When not washing cars, I was more likely to be found playing football, often until quite late into the evening. During balmy summer’s evenings, the midges – those buggers! – were so numerous that they would follow a player around, buzzing into the ear, ruining the match, attracted to the sweat. Players could be seen swatting the air with rage, their enemies invisible to everyone else. If the swarms went for me, then I would surreptitiously amble over to another player, in the hope that the swarm would latch onto them instead. Those were the days.

Cycling home, you’d better close your mouth, or else you’d swallow a few. Yuck!

I miss those days.

Take a look at any car bumper today: no dead flies. Go for a walk in the evening, even near the trees: again, no swarms of midges, just the odd one or two flies, conspicuous by their scarcity. Walking across The Stray in Harrogate – genuinely – I am more likely to see a bird of prey, usually a Red Kyte, than I am a swarm of midges.

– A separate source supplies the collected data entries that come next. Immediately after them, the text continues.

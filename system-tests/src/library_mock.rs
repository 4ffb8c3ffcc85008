// system-tests/src/library_mock.rs
// ============================================================================
// Module: Library API Mock
// Description: In-process HTTP fake serving the Library API contract.
// Purpose: Exercise contract suites without a container runtime.
// Dependencies: contract-verifier, tiny_http, serde_json, url
// ============================================================================

//! ## Overview
//! [`LibraryMockServer`] answers the same routes as the Library API mock
//! published by Microcks, under the same `/rest/Library+API/1.0.0` prefix:
//! - `GET /books` lists two books.
//! - `GET /books/{id}` returns book 1 or 2, or a 404 error body, after the
//!   configured operation delay.
//! - `DELETE /books/{id}` answers 204 for books 1 and 2.
//! - `GET /books/latest` returns a templated body whose values change per call.
//!
//! Requests are served one at a time on a background thread.

// ============================================================================
// SECTION: Imports
// ============================================================================

use std::sync::Arc;
use std::sync::atomic::AtomicU64;
use std::sync::atomic::Ordering;
use std::thread;
use std::thread::JoinHandle;
use std::time::Duration;
use std::time::SystemTime;
use std::time::UNIX_EPOCH;

use contract_verifier::MockEndpointResolver;
use contract_verifier::ResolveError;
use serde_json::Value;
use serde_json::json;
use tiny_http::Header;
use tiny_http::Method;
use tiny_http::Request;
use tiny_http::Response;
use tiny_http::Server;
use url::Url;

// ============================================================================
// SECTION: Constants
// ============================================================================

/// Path prefix Microcks uses for the Library API 1.0.0 REST mock.
pub const LIBRARY_API_PREFIX: &str = "/rest/Library+API/1.0.0";

/// Delay configured on `GET /books/{id}`.
pub const BOOK_LOOKUP_DELAY: Duration = Duration::from_millis(3_000);

// ============================================================================
// SECTION: Server
// ============================================================================

/// In-process Library API mock.
///
/// # Invariants
/// - The worker thread stops when the server is dropped.
pub struct LibraryMockServer {
    /// Bound server.
    server: Arc<Server>,
    /// Mock base URL including the API prefix.
    base_url: Url,
    /// Worker thread.
    handle: Option<JoinHandle<()>>,
}

impl LibraryMockServer {
    /// Starts the mock with the contract's 3000 ms lookup delay.
    ///
    /// # Errors
    ///
    /// Returns [`ResolveError::Provider`] when no local port can be bound.
    pub fn start() -> Result<Self, ResolveError> {
        Self::start_with_delay(BOOK_LOOKUP_DELAY)
    }

    /// Starts the mock with a custom lookup delay.
    ///
    /// # Errors
    ///
    /// Returns [`ResolveError::Provider`] when no local port can be bound.
    pub fn start_with_delay(lookup_delay: Duration) -> Result<Self, ResolveError> {
        let server = Server::http("127.0.0.1:0")
            .map_err(|err| ResolveError::Provider(format!("library mock bind failed: {err}")))?;
        let addr = server.server_addr().to_ip().ok_or_else(|| {
            ResolveError::Provider("library mock is not bound to an ip address".to_string())
        })?;
        let base_url = Url::parse(&format!("http://{addr}{LIBRARY_API_PREFIX}"))
            .map_err(|err| ResolveError::InvalidUrl(err.to_string()))?;
        let server = Arc::new(server);
        let worker = Arc::clone(&server);
        let handle = thread::spawn(move || serve(&worker, lookup_delay));
        Ok(Self {
            server,
            base_url,
            handle: Some(handle),
        })
    }

    /// Returns the mock base URL.
    #[must_use]
    pub const fn base_url(&self) -> &Url {
        &self.base_url
    }
}

impl MockEndpointResolver for LibraryMockServer {
    fn resolve(&self) -> Result<Url, ResolveError> {
        Ok(self.base_url.clone())
    }
}

impl Drop for LibraryMockServer {
    fn drop(&mut self) {
        self.server.unblock();
        if let Some(handle) = self.handle.take() {
            let _ = handle.join();
        }
    }
}

// ============================================================================
// SECTION: Routing
// ============================================================================

/// Canned reply.
enum Reply {
    /// JSON body with a status.
    Json(u16, Value),
    /// Status with no body.
    Empty(u16),
}

/// Serves requests until the server is unblocked.
fn serve(server: &Server, lookup_delay: Duration) {
    let counter = AtomicU64::new(0);
    for request in server.incoming_requests() {
        let reply = route(&request, lookup_delay, &counter);
        respond(request, reply);
    }
}

/// Resolves a request to its reply, sleeping for delayed operations.
fn route(request: &Request, lookup_delay: Duration, counter: &AtomicU64) -> Reply {
    let target = request.url();
    let path = target.split('?').next().unwrap_or(target);
    let Some(path) = path.strip_prefix(LIBRARY_API_PREFIX) else {
        return Reply::Empty(404);
    };
    match (request.method(), path) {
        (Method::Get, "/books") => Reply::Json(200, json!([book("1"), book("2")])),
        (Method::Get, "/books/latest") => {
            Reply::Json(200, latest_book(counter.fetch_add(1, Ordering::Relaxed)))
        }
        (Method::Get, path) if path.starts_with("/books/") => {
            thread::sleep(lookup_delay);
            match path.trim_start_matches("/books/") {
                id @ ("1" | "2") => Reply::Json(200, book(id)),
                _ => Reply::Json(404, json!({"message": "Book not found"})),
            }
        }
        (Method::Delete, path) if path.starts_with("/books/") => {
            match path.trim_start_matches("/books/") {
                "1" | "2" => Reply::Empty(204),
                _ => Reply::Json(404, json!({"message": "Book not found"})),
            }
        }
        _ => Reply::Empty(404),
    }
}

/// Writes a reply, ignoring clients that have gone away.
fn respond(request: Request, reply: Reply) {
    match reply {
        Reply::Json(status, body) => {
            let mut response = Response::from_string(body.to_string()).with_status_code(status);
            if let Ok(header) = Header::from_bytes("Content-Type", "application/json") {
                response = response.with_header(header);
            }
            let _ = request.respond(response);
        }
        Reply::Empty(status) => {
            let _ = request.respond(Response::empty(status));
        }
    }
}

// ============================================================================
// SECTION: Fixtures
// ============================================================================

/// Returns the catalogue entry for `id`.
fn book(id: &str) -> Value {
    match id {
        "1" => json!({"id": "1", "title": "The Hobbit", "author": "J.R.R. Tolkien", "year": 1937}),
        _ => json!({"id": "2", "title": "1984", "author": "George Orwell", "year": 1949}),
    }
}

/// Renders the templated `/books/latest` body.
fn latest_book(sequence: u64) -> Value {
    let now_ms = SystemTime::now().duration_since(UNIX_EPOCH).unwrap_or_default().as_millis();
    let cities = ["Brussels", "Ghent", "Antwerp", "Leuven"];
    let city = cities.get(usize::try_from(sequence % 4).unwrap_or(0)).copied().unwrap_or("Liege");
    json!({
        "id": format!("{now_ms:x}-{sequence}"),
        "author": "J.R.R. Tolkien",
        "serverTime": now_ms.to_string(),
        "dynamicValues": {
            "randomEmail": format!("reader{sequence}@library.test"),
            "randomCity": city,
            "randomPhoneNumber": format!("+32 470 {:06}", now_ms % 1_000_000),
            "randomBoolean": sequence % 2 == 0,
            "randomString": format!("{:016x}", now_ms.wrapping_mul(0x9e37_79b9_7f4a_7c15)),
        }
    })
}
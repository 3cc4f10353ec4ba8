//! One-shot MongoDB connectivity probe
//!
//! Runs a strict sequence of sanity checks against a MongoDB endpoint:
//! connect, ping, list databases, insert a throwaway document into a scratch
//! namespace, read it back, drop the scratch namespace, and close the
//! connection. The connection is closed on every exit path, and the close
//! outcome is always the last entry in the report.
//!
//! There is no retry and no partial-success policy: the first error aborts
//! the remaining steps (close excepted) and the report carries the failing
//! step with the underlying error message.
//!
//! # Example
//!
//! ```ignore
//! use database::mongodb::MongoConfig;
//! use probe::{ProbeOptions, run};
//!
//! let config = MongoConfig::new("mongodb://localhost:27017");
//! let report = run(&config, &ProbeOptions::default()).await;
//!
//! for line in report.lines() {
//!     println!("{line}");
//! }
//! std::process::exit(if report.succeeded() { 0 } else { 1 });
//! ```

mod document;
mod report;
mod runner;

pub use document::{PROBE_MARKER, ProbeDocument};
pub use report::{ProbeReport, ProbeStep, StepOutcome};
pub use runner::{ProbeError, ProbeOptions, run};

Whilst of course inextricably bound-up with climate change, the decimation of biodiversity in my lifetime (I’m 41) should lead the news, on the hour, every hour. Like a boiled frog, as a species we don’t seem to notice the extinction event before us.

As Professor Dave Goulson writes in The Guardian:

“Few people seem to realise how devastating this is, not only for human wellbeing – we need insects to pollinate our crops, recycle dung, leaves and corpses, keep the soil healthy, control pests, and much more – but for larger animals, such as birds, fish and frogs, which rely on insects for food. Wildflowers rely on them for pollination. As insects become more scarce, our world will slowly grind to a halt, for it cannot function without them.”

As to the percentage of decline, he writes:

“In 2015 I was contacted by the Krefeld Society, a group of entomologists who, since the late 1980s, had been trapping flying insects on nature reserves scattered across Germany. They had amassed insects from nearly 17,000 days of trapping across 63 sites and 27 years, a total of 53kg of insects. They sent me their data to ask for my help in preparing it for publication in a scientific journal. In the 27 years from 1989 to 2016 the overall biomass (ie weight) of insects caught in their traps fell by 75%. In midsummer, when in Europe we see the peak of insect activity, the decline was even more marked, at 82%.”

This mirrors my own estimate of the decline during my lifetime. What is your estimate?

Goulson argues that we should urgently do the following:

  • Create a society which values nature, by educating the next generation.
  • Greenifying our urban areas.
  • Transforming food production, by reducing pesticides.
  • Properly funding groups, such as Natural England.
  • Improving legal protection for rare insects and habitats.

I’m no scientist, but I fear that we moved well beyond the tipping point some years ago. Whilst the political class catches up, on an individual basis, we all urgently need to do much more. I need to do much more.